C’est au cours de ce long parcours que les eaux acquièrent les caractéristiques physico-chimiques spécifiques à chaque terroir géologique. Cette spécificité est déterminée par la composition des roches, la température et la durée de transit. Les épisodes ponctuels de sécheresses n’ont par conséquent que très peu d’impact sur le renouvellement de la ressource.

De manière ponctuelle toutefois, selon des particularités locales hydrogéologiques, des interférences entre nappes superficielles et gisements profonds peuvent exister. C’est notamment le cas à Vittel, où un conflit très médiatisé a eu lieu de 2016 à 2019, concernant l’usage de la ressource en eau.

Le cas de Vittel Bonne Source, une exception

À Vittel, dans les Vosges, les connaissances hydrogéologiques ont démontré dès 1975 des interférences entre certains aquifères souterrains, associées à un lent renouvellement de la ressource en eau et des prélèvements d’usage multiples dans un espace géologique local précis.

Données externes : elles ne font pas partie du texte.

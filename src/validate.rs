//! Shape and layout validation for algorithm inputs.
//!
//! Every algorithm checks its input tables through [`TableCheck`] (or the
//! positional shorthand [`check_numeric_table`]) before touching data. The
//! layout test is a mask comparison against the table's self-reported
//! [`StorageLayout`], so the same check works for every storage variant.
//!
//! Checks return a [`Status`] rather than stopping at the first problem;
//! combine several with `|` to report every violation at once:
//!
//! ```
//! use numeric_tables::data::{CsrTable, HomogenTable, LayoutMask, MemoryFlags};
//! use numeric_tables::validate::check_numeric_table;
//!
//! let data = HomogenTable::<f64>::new(4, 3).unwrap();
//! let weights = CsrTable::<f64>::new(4, 1).unwrap();
//!
//! let status = check_numeric_table(Some(&data), "data", LayoutMask::CSR, MemoryFlags::ALLOCATED, 3, 0, false)
//!     | check_numeric_table(Some(&weights), "weights", LayoutMask::CSR, MemoryFlags::ALLOCATED, 1, 4, false);
//! assert_eq!(status.len(), 1);
//! ```
//!
//! [`StorageLayout`]: crate::data::StorageLayout

use derive_builder::Builder;
use tracing::debug;

use crate::data::{LayoutMask, MemoryFlags, NumericTable};
use crate::error::{Status, TableError};

/// Requirements an input table must satisfy.
///
/// # Example
///
/// ```
/// use numeric_tables::data::{HomogenTable, LayoutMask};
/// use numeric_tables::validate::TableCheckBuilder;
///
/// let check = TableCheckBuilder::default()
///     .name("x")
///     .forbidden_layouts(LayoutMask::CSR | LayoutMask::PACKED)
///     .expected_columns(2usize)
///     .build()
///     .unwrap();
///
/// let table = HomogenTable::<f32>::new(5, 2).unwrap();
/// assert!(check.check(Some(&table)).is_ok());
/// ```
#[derive(Debug, Clone, Builder)]
#[builder(setter(into), default)]
pub struct TableCheck {
    /// Argument name used in error reports.
    pub name: String,

    // ========================================================================
    // Layout
    // ========================================================================
    /// Layouts the algorithm cannot consume.
    pub forbidden_layouts: LayoutMask,

    /// If not empty, the table's layout must be one of these.
    pub required_layouts: LayoutMask,

    // ========================================================================
    // Memory
    // ========================================================================
    /// Accepted memory states of the table's data.
    pub allowed_memory: MemoryFlags,

    // ========================================================================
    // Shape
    // ========================================================================
    /// Required column count, or 0 for any.
    pub expected_columns: usize,

    /// Required row count, or 0 for any.
    pub expected_rows: usize,

    /// Accept a table without columns.
    pub allow_zero_columns: bool,

    /// Accept a table without rows.
    pub allow_zero_rows: bool,
}

impl Default for TableCheck {
    fn default() -> Self {
        Self {
            name: "table".to_string(),
            forbidden_layouts: LayoutMask::NONE,
            required_layouts: LayoutMask::NONE,
            allowed_memory: MemoryFlags::ALLOCATED,
            expected_columns: 0,
            expected_rows: 0,
            allow_zero_columns: false,
            allow_zero_rows: false,
        }
    }
}

impl TableCheck {
    /// Builder with every requirement relaxed.
    pub fn builder() -> TableCheckBuilder {
        TableCheckBuilder::default()
    }

    /// Check one table, collecting every violation.
    ///
    /// A missing table yields a single [`TableError::NullInput`]. Structural
    /// self-checks run only when the data is allocated.
    pub fn check(&self, table: Option<&dyn NumericTable>) -> Status {
        let Some(table) = table else {
            return TableError::NullInput {
                name: self.name.clone(),
            }
            .into();
        };

        let mut status = Status::ok();
        let memory = table.memory_status();
        if !self.allowed_memory.contains(memory) {
            status |= TableError::IncorrectMemoryStatus {
                name: self.name.clone(),
                status: memory,
            };
        }

        let num_columns = table.num_columns();
        if let Some(expected) =
            mismatch(num_columns, self.expected_columns, self.allow_zero_columns)
        {
            status |= TableError::IncorrectNumberOfColumns {
                name: self.name.clone(),
                expected,
                actual: num_columns,
            };
        }

        let num_rows = table.num_rows();
        if let Some(expected) = mismatch(num_rows, self.expected_rows, self.allow_zero_rows) {
            status |= TableError::IncorrectNumberOfRows {
                name: self.name.clone(),
                expected,
                actual: num_rows,
            };
        }

        let layout = table.layout();
        let required = self.required_layouts;
        if self.forbidden_layouts.contains(layout)
            || (required != LayoutMask::NONE && !required.contains(layout))
        {
            status |= TableError::IncorrectLayout {
                name: self.name.clone(),
                layout,
            };
        }

        if layout.is_packed() && num_rows != num_columns {
            status |= TableError::NotSquare {
                layout,
                num_rows,
                num_columns,
            };
        }

        if memory.is_allocated() {
            status |= table.check_structure();
        }

        if !status.is_ok() {
            debug!(name = %self.name, %layout, errors = status.len(), "table check failed");
        }
        status
    }
}

/// Expected count to report if `actual` violates the requirement.
///
/// Zero is reported as a violation unless `allow_zero`, in which case it
/// also satisfies any expected count.
fn mismatch(actual: usize, expected: usize, allow_zero: bool) -> Option<usize> {
    match (actual, expected) {
        (0, _) if allow_zero => None,
        (0, 0) => Some(1),
        (_, 0) => None,
        (a, e) if a == e => None,
        (_, e) => Some(e),
    }
}

/// Positional form of [`TableCheck::check`].
///
/// Rows and columns are compared only when the expected count is non-zero.
pub fn check_numeric_table(
    table: Option<&dyn NumericTable>,
    name: &str,
    forbidden_layouts: LayoutMask,
    allowed_memory: MemoryFlags,
    expected_columns: usize,
    expected_rows: usize,
    allow_zero_columns: bool,
) -> Status {
    TableCheck {
        name: name.to_string(),
        forbidden_layouts,
        allowed_memory,
        expected_columns,
        expected_rows,
        allow_zero_columns,
        ..TableCheck::default()
    }
    .check(table)
}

Située dans le secteur sud-ouest de Vittel, cette zone très limitée (85km2) est nommée nappe captive Grès du Trias Inférieur (GTI).

Entre 1960 et 1980, la multiplication des forages entre 1960 et 1980 dans une zone géographique restreinte, afin de répondre aux besoins en eau potable des collectivités locales, des agriculteurs et des industriels, a généré un déficit de la nappe (de 2,5 millions de m3 par an).

Un arrêté préfectoral a interdit tout pompage supplémentaire, ce qui a permis de stabiliser la situation à partir de 1980. Les prélèvements ont drastiquement chuté (de 4,7 millions de m3 en 1979 à 3,27 millions de m3 en 2010), permettant une forte baisse du déficit (de 2,9 millions de m3 par an en 1979 à 1,15 million de m3 par an en 2010). Malgré cela, le déficit de recharge persiste pourtant.

En 2010, la responsabilité des prélèvements relevait de plusieurs acteurs : d’un côté les industriels (47 %) dont 19 % par la fromagerie l’Ermitage et 28 % par Nestlé Waters, et de l’autre les syndicats des eaux pour alimenter le réseau d’eau potable (44 %), dont 19 % en fuite de réseau et 25 % en consommation réelle.

En ce qui concerne Nestlé Waters, les prélèvements dans cette nappe concernent des forages peu profonds d’eau industrielle et du forage de l’eau minérale naturelle Vittel Bonne Source, exploité depuis 1990 et dédié à l’export en Europe (80 % Allemagne, 15 % Suisse, 5 % Europe de l’Est).

Cette eau faiblement minéralisée représente 22 % de la production de l’usine avec 307 millions de bouteilles par an, à côté des eaux minérales naturelles fortement minéralisées de Vittel Grand Source, Contrex et Hépar, exploitées par des forages sur d’autres gisements indépendants.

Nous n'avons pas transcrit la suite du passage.